[RECORDS FOR THE EXERCISE — start]

// Copyright (c) 2025 Soumyadip Sarkar.
// All rights reserved.
//
// This source code is licensed under the license found in the
// LICENSE file in the root directory of this source tree.

use chrono::NaiveDate;
use rust_decimal::Decimal;
use serde::{Deserialize, Serialize};
use std::fmt;
use std::str::FromStr;

use crate::store::Document;

/// Expense category. Savings, Loans and Income drive the aggregate rules;
/// every other category is a plain expense and only matters for filtering.
#[derive(Debug, Clone, Copy, PartialEq, Eq, Serialize, Deserialize)]
pub enum Category {
    Savings,
    Loans,
    Income,
    Entertainment,
    Housing,
    Food,
    Auto,
    Health,
    Shopping,
    Restaurant,
    Other,
}

impl Category {
    pub const ALL: [Category; 11] = [
        Category::Savings,
        Category::Loans,
        Category::Income,
        Category::Entertainment,
        Category::Housing,
        Category::Food,
        Category::Auto,
        Category::Health,
        Category::Shopping,
        Category::Restaurant,
        Category::Other,
    ];

    pub fn name(&self) -> &'static str {
        match self {
            Category::Savings => "Savings",
            Category::Loans => "Loans",
            Category::Income => "Income",
            Category::Entertainment => "Entertainment",
            Category::Housing => "Housing",
            Category::Food => "Food",
            Category::Auto => "Auto",
            Category::Health => "Health",
            Category::Shopping => "Shopping",
            Category::Restaurant => "Restaurant",
            Category::Other => "Other",
        }
    }
}

impl fmt::Display for Category {
    fn fmt(&self, f: &mut fmt::Formatter<'_>) -> fmt::Result {
        f.write_str(self.name())
    }
}

impl FromStr for Category {
    type Err = String;

    fn from_str(s: &str) -> Result<Self, Self::Err> {
        let s = s.trim();
        Category::ALL
            .iter()
            .find(|c| c.name().eq_ignore_ascii_case(s))
            .copied()
            .ok_or_else(|| format!("unknown category '{}'", s))
    }
}

#[derive(Debug, Clone, Copy, PartialEq, Eq, PartialOrd, Ord, Serialize, Deserialize)]
pub enum Month {
    January,
    February,
    March,
    April,
    May,
    June,
    July,
    August,
    September,
    October,
    November,
    December,
}

impl Month {
    pub const ALL: [Month; 12] = [
        Month::January,
        Month::February,
        Month::March,
        Month::April,
        Month::May,
        Month::June,
        Month::July,
        Month::August,
        Month::September,
        Month::October,
        Month::November,
        Month::December,
    ];

    pub fn name(&self) -> &'static str {
        match self {
            Month::January => "January",
            Month::February => "February",
            Month::March => "March",
            Month::April => "April",
            Month::May => "May",
            Month::June => "June",
            Month::July => "July",
            Month::August => "August",
            Month::September => "September",
            Month::October => "October",
            Month::November => "November",
            Month::December => "December",
        }
    }

    /// 1-based month number, as used in dates.
    pub fn number(&self) -> u32 {
        Month::ALL.iter().position(|m| m == self).unwrap_or(0) as u32 + 1
    }
}

impl fmt::Display for Month {
    fn fmt(&self, f: &mut fmt::Formatter<'_>) -> fmt::Result {
        f.write_str(self.name())
    }
}

impl FromStr for Month {
    type Err = String;

    fn from_str(s: &str) -> Result<Self, Self::Err> {
        let s = s.trim();
        if let Ok(n) = s.parse::<u32>() {
            return Month::ALL
                .get(n.wrapping_sub(1) as usize)
                .copied()
                .ok_or_else(|| format!("month number {} out of range", n));
        }
        Month::ALL
            .iter()
            .find(|m| {
                m.name().eq_ignore_ascii_case(s)
                    || (s.len() == 3 && m.name()[..3].eq_ignore_ascii_case(s))
            })
            .copied()
            .ok_or_else(|| format!("unknown month '{}'", s))
    }
}

/// A standing pattern on the account that seeds a concrete expense into
/// every newly created period.
#[derive(Debug, Clone, Serialize, Deserialize)]
pub struct RecurringTemplate {
    pub recurring_id: String,
    pub name: String,
    pub category: Category,
    pub amount: Decimal,
}

/// One account per user, holding the account-wide balances and the list of
/// recurring templates. `savings`/`loans` move incrementally in lockstep
/// with the period aggregates; `cashflow` is always re-derived in full.
#[derive(Debug, Clone, Serialize, Deserialize)]
pub struct Account {
    pub id: String,
    pub owner: String,
    pub income: Decimal,
    pub savings: Decimal,
    pub loans: Decimal,
    pub cashflow: Decimal,
    /// Starting balances at signup. Immutable; the audit uses them to check
    /// the running balances against the raw expense sums.
    pub opening_savings: Decimal,
    pub opening_loans: Decimal,
    pub recurrences: Vec<RecurringTemplate>,
    /// Owned period ids, insertion-ordered, membership unique.
    pub periods: Vec<String>,
}

impl Account {
    pub fn template_mut(&mut self, recurring_id: &str) -> Option<&mut RecurringTemplate> {
        self.recurrences
            .iter_mut()
            .find(|t| t.recurring_id == recurring_id)
    }
}

impl Document for Account {
    const COLLECTION: &'static str = "accounts";

    fn id(&self) -> &str {
        &self.id
    }
}

/// One month's budget-tracking record. All monetary fields are derived from
/// the owned expense set plus the income snapshot taken at creation.
#[derive(Debug, Clone, Serialize, Deserialize)]
pub struct MonthTracker {
    pub id: String,
    pub owner: String,
    pub month: Month,
    pub year: i32,
    /// Snapshot of Account.income when the period was created.
    pub annual_take_home: Decimal,
    pub monthly_take_home: Decimal,
    /// User-set ceiling, informational only.
    pub budget: Decimal,
    pub monthly_savings: Decimal,
    pub monthly_loan_payments: Decimal,
    pub total_expenses: Decimal,
    pub monthly_cashflow: Decimal,
    /// Owned expense ids.
    pub expenses: Vec<String>,
}

impl MonthTracker {
    pub fn title(&self) -> String {
        format!("{} {}", self.month, self.year)
    }

    /// First day of the tracked month.
    pub fn first_day(&self) -> Option<NaiveDate> {
        NaiveDate::from_ymd_opt(self.year, self.month.number(), 1)
    }
}

impl Document for MonthTracker {
    const COLLECTION: &'static str = "month_trackers";

    fn id(&self) -> &str {
        &self.id
    }
}

#[derive(Debug, Clone, Serialize, Deserialize)]
pub struct Expense {
    pub id: String,
    pub owner: String,
    pub month_tracker: String,
    pub name: String,
    pub category: Category,
    pub amount: Decimal,
    pub date: NaiveDate,
    pub recurring: bool,
    /// Correlates the expense to an account recurring template. Absent on
    /// copies materialized into a new period.
    pub recurring_id: Option<String>,
}

impl Document for Expense {
    const COLLECTION: &'static str = "expenses";

    fn id(&self) -> &str {
        &self.id
    }
}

[RECORDS FOR THE EXERCISE — finish]

• PROBLEM REQUIREMENTS
Nothing in the entries above should differ when you return them in full.

• OUTPUT
// Copyright (c) 2025 Soumyadip Sarkar.
// All rights reserved.
//
// This source code is licensed under the license found in the
// LICENSE file in the root directory of this source tree.

use chrono::NaiveDate;
use rust_decimal::Decimal;
use serde::{Deserialize, Serialize};
use std::fmt;
use std::str::FromStr;

use crate::store::Document;

/// Expense category. Savings, Loans and Income drive the aggregate rules;
/// every other category is a plain expense and only matters for filtering.
#[derive(Debug, Clone, Copy, PartialEq, Eq, Serialize, Deserialize)]
pub enum Category {
    Savings,
    Loans,
    Income,
    Entertainment,
    Housing,
    Food,
    Auto,
    Health,
    Shopping,
    Restaurant,
    Other,
}

impl Category {
    pub const ALL: [Category; 11] = [
        Category::Savings,
        Category::Loans,
        Category::Income,
        Category::Entertainment,
        Category::Housing,
        Category::Food,
        Category::Auto,
        Category::Health,
        Category::Shopping,
        Category::Restaurant,
        Category::Other,
    ];

    pub fn name(&self) -> &'static str {
        match self {
            Category::Savings => "Savings",
            Category::Loans => "Loans",
            Category::Income => "Income",
            Category::Entertainment => "Entertainment",
            Category::Housing => "Housing",
            Category::Food => "Food",
            Category::Auto => "Auto",
            Category::Health => "Health",
            Category::Shopping => "Shopping",
            Category::Restaurant => "Restaurant",
            Category::Other => "Other",
        }
    }
}

impl fmt::Display for Category {
    fn fmt(&self, f: &mut fmt::Formatter<'_>) -> fmt::Result {
        f.write_str(self.name())
    }
}

impl FromStr for Category {
    type Err = String;

    fn from_str(s: &str) -> Result<Self, Self::Err> {
        let s = s.trim();
        Category::ALL
            .iter()
            .find(|c| c.name().eq_ignore_ascii_case(s))
            .copied()
            .ok_or_else(|| format!("unknown category '{}'", s))
    }
}

#[derive(Debug, Clone, Copy, PartialEq, Eq, PartialOrd, Ord, Serialize, Deserialize)]
pub enum Month {
    January,
    February,
    March,
    April,
    May,
    June,
    July,
    August,
    September,
    October,
    November,
    December,
}

impl Month {
    pub const ALL: [Month; 12] = [
        Month::January,
        Month::February,
        Month::March,
        Month::April,
        Month::May,
        Month::June,
        Month::July,
        Month::August,
        Month::September,
        Month::October,
        Month::November,
        Month::December,
    ];

    pub fn name(&self) -> &'static str {
        match self {
            Month::January => "January",
            Month::February => "February",
            Month::March => "March",
            Month::April => "April",
            Month::May => "May",
            Month::June => "June",
            Month::July => "July",
            Month::August => "August",
            Month::September => "September",
            Month::October => "October",
            Month::November => "November",
            Month::December => "December",
        }
    }

    /// 1-based month number, as used in dates.
    pub fn number(&self) -> u32 {
        Month::ALL.iter().position(|m| m == self).unwrap_or(0) as u32 + 1
    }
}

impl fmt::Display for Month {
    fn fmt(&self, f: &mut fmt::Formatter<'_>) -> fmt::Result {
        f.write_str(self.name())
    }
}

impl FromStr for Month {
    type Err = String;

    fn from_str(s: &str) -> Result<Self, Self::Err> {
        let s = s.trim();
        if let Ok(n) = s.parse::<u32>() {
            return Month::ALL
                .get(n.wrapping_sub(1) as usize)
                .copied()
                .ok_or_else(|| format!("month number {} out of range", n));
        }
        Month::ALL
            .iter()
            .find(|m| {
                m.name().eq_ignore_ascii_case(s)
                    || (s.len() == 3 && m.name()[..3].eq_ignore_ascii_case(s))
            })
            .copied()
            .ok_or_else(|| format!("unknown month '{}'", s))
    }
}

/// A standing pattern on the account that seeds a concrete expense into
/// every newly created period.
#[derive(Debug, Clone, Serialize, Deserialize)]
pub struct RecurringTemplate {
    pub recurring_id: String,
    pub name: String,
    pub category: Category,
    pub amount: Decimal,
}

/// One account per user, holding the account-wide balances and the list of
/// recurring templates. `savings`/`loans` move incrementally in lockstep
/// with the period aggregates; `cashflow` is always re-derived in full.
#[derive(Debug, Clone, Serialize, Deserialize)]
pub struct Account {
    pub id: String,
    pub owner: String,
    pub income: Decimal,
    pub savings: Decimal,
    pub loans: Decimal,
    pub cashflow: Decimal,
    /// Starting balances at signup. Immutable; the audit uses them to check
    /// the running balances against the raw expense sums.
    pub opening_savings: Decimal,
    pub opening_loans: Decimal,
    pub recurrences: Vec<RecurringTemplate>,
    /// Owned period ids, insertion-ordered, membership unique.
    pub periods: Vec<String>,
}

impl Account {
    pub fn template_mut(&mut self, recurring_id: &str) -> Option<&mut RecurringTemplate> {
        self.recurrences
            .iter_mut()
            .find(|t| t.recurring_id == recurring_id)
    }
}

impl Document for Account {
    const COLLECTION: &'static str = "accounts";

    fn id(&self) -> &str {
        &self.id
    }
}

/// One month's budget-tracking record. All monetary fields are derived from
/// the owned expense set plus the income snapshot taken at creation.
#[derive(Debug, Clone, Serialize, Deserialize)]
pub struct MonthTracker {
    pub id: String,
    pub owner: String,
    pub month: Month,
    pub year: i32,
    /// Snapshot of Account.income when the period was created.
    pub annual_take_home: Decimal,
    pub monthly_take_home: Decimal,
    /// User-set ceiling, informational only.
    pub budget: Decimal,
    pub monthly_savings: Decimal,
    pub monthly_loan_payments: Decimal,
    pub total_expenses: Decimal,
    pub monthly_cashflow: Decimal,
    /// Owned expense ids.
    pub expenses: Vec<String>,
}

impl MonthTracker {
    pub fn title(&self) -> String {
        format!("{} {}", self.month, self.year)
    }

    /// First day of the tracked month.
    pub fn first_day(&self) -> Option<NaiveDate> {
        NaiveDate::from_ymd_opt(self.year, self.month.number(), 1)
    }
}

impl Document for MonthTracker {
    const COLLECTION: &'static str = "month_trackers";

    fn id(&self) -> &str {
        &self.id
    }
}

#[derive(Debug, Clone, Serialize, Deserialize)]
pub struct Expense {
    pub id: String,
    pub owner: String,
    pub month_tracker: String,
    pub name: String,
    pub category: Category,
    pub amount: Decimal,
    pub date: NaiveDate,
    pub recurring: bool,
    /// Correlates the expense to an account recurring template. Absent on
    /// copies materialized into a new period.
    pub recurring_id: Option<String>,
}

impl Document for Expense {
    const COLLECTION: &'static str = "expenses";

    fn id(&self) -> &str {
        &self.id
    }
}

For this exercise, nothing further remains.